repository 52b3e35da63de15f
//! Application layer: configuration resolution, pipeline and services
//!
//! This layer orchestrates domain logic and depends on I/O boundary traits.

pub mod error;
pub mod error_ext;
pub mod options;
pub mod pipeline;
pub mod resolve;
pub mod services;

pub use error::{ApplicationError, ApplicationResult};
pub use error_ext::PathContext;
pub use options::{EngineConfig, TreeSettings};
pub use pipeline::{run_pipeline, Snapshot};
pub use resolve::{resolve, DroppedReference, EffectiveConfig};
//! Application services
//!
//! Concrete service implementations that move data across the I/O boundary.
//! Services depend on the FileSystem trait but are themselves concrete
//! structs, not traits.

mod dataset;
mod export;

pub use dataset::{parse_dataset, DatasetService};
pub use export::{to_json, ExportService};
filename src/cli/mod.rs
//! CLI layer: argument parsing and command dispatch

pub mod args;
pub mod commands;
pub mod error;
pub mod output;

pub use args::{Cli, Commands};
pub use error::{CliError, CliResult};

--------------------------------------------------

# What to produce:
The lines you need run from the one containing "are themselves concrete" to the end of the listing. Output exactly those, both ends included.

# Response below:
//! Services depend on the FileSystem trait but are themselves concrete
//! structs, not traits.

mod dataset;
mod export;

pub use dataset::{parse_dataset, DatasetService};
pub use export::{to_json, ExportService};
filename src/cli/mod.rs
//! CLI layer: argument parsing and command dispatch

pub mod args;
pub mod commands;
pub mod error;
pub mod output;

pub use args::{Cli, Commands};
pub use error::{CliError, CliResult};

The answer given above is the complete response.